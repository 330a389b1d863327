//! Keystroke debouncing
//!
//! Each keystroke arms a new generation. A keystroke's query runs only if
//! no newer keystroke arrived during the quiet period.

use std::sync::Arc;
use std::sync::atomic::{AtomicU64, Ordering};
use std::time::Duration;

#[derive(Debug, Clone)]
pub struct Debouncer {
    generation: Arc<AtomicU64>,
    quiet: Duration,
}

/// Handle for one armed keystroke
#[derive(Debug)]
pub struct DebounceTicket {
    generation: u64,
    latest: Arc<AtomicU64>,
    quiet: Duration,
}

impl Debouncer {
    pub fn new(quiet: Duration) -> Self {
        Self {
            generation: Arc::new(AtomicU64::new(0)),
            quiet,
        }
    }

    /// Start a new generation, superseding every outstanding ticket
    pub fn arm(&self) -> DebounceTicket {
        let generation = self.generation.fetch_add(1, Ordering::SeqCst) + 1;
        DebounceTicket {
            generation,
            latest: self.generation.clone(),
            quiet: self.quiet,
        }
    }
}

impl DebounceTicket {
    /// True while no newer generation has been armed
    pub fn is_current(&self) -> bool {
        self.latest.load(Ordering::SeqCst) == self.generation
    }

    /// Wait out the quiet period; true if this keystroke should query
    pub async fn settle(self) -> bool {
        tokio::time::sleep(self.quiet).await;
        self.is_current()
    }
}
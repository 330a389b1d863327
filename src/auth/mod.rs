//! Authentication
//!
//! Handles:
//! - Session token verification
//! - Authentication middleware and extractors

mod middleware;
pub mod session;

pub use middleware::{CurrentUser, MaybeUser, SESSION_TOKEN_COOKIE, require_auth};
pub use session::{Session, create_session_token, verify_session_token};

EXERCISE BRIEF: Using the listing above, write every line out again exactly.

ANSWER AREA:
repository 330a389b1d863327
//! Keystroke debouncing
//!
//! Each keystroke arms a new generation. A keystroke's query runs only if
//! no newer keystroke arrived during the quiet period.

use std::sync::Arc;
use std::sync::atomic::{AtomicU64, Ordering};
use std::time::Duration;

#[derive(Debug, Clone)]
pub struct Debouncer {
    generation: Arc<AtomicU64>,
    quiet: Duration,
}

/// Handle for one armed keystroke
#[derive(Debug)]
pub struct DebounceTicket {
    generation: u64,
    latest: Arc<AtomicU64>,
    quiet: Duration,
}

impl Debouncer {
    pub fn new(quiet: Duration) -> Self {
        Self {
            generation: Arc::new(AtomicU64::new(0)),
            quiet,
        }
    }

    /// Start a new generation, superseding every outstanding ticket
    pub fn arm(&self) -> DebounceTicket {
        let generation = self.generation.fetch_add(1, Ordering::SeqCst) + 1;
        DebounceTicket {
            generation,
            latest: self.generation.clone(),
            quiet: self.quiet,
        }
    }
}

impl DebounceTicket {
    /// True while no newer generation has been armed
    pub fn is_current(&self) -> bool {
        self.latest.load(Ordering::SeqCst) == self.generation
    }

    /// Wait out the quiet period; true if this keystroke should query
    pub async fn settle(self) -> bool {
        tokio::time::sleep(self.quiet).await;
        self.is_current()
    }
}
repository 330a389b1d863327
filename src/auth/mod.rs
//! Authentication
//!
//! Handles:
//! - Session token verification
//! - Authentication middleware and extractors

mod middleware;
pub mod session;

pub use middleware::{CurrentUser, MaybeUser, SESSION_TOKEN_COOKIE, require_auth};
pub use session::{Session, create_session_token, verify_session_token};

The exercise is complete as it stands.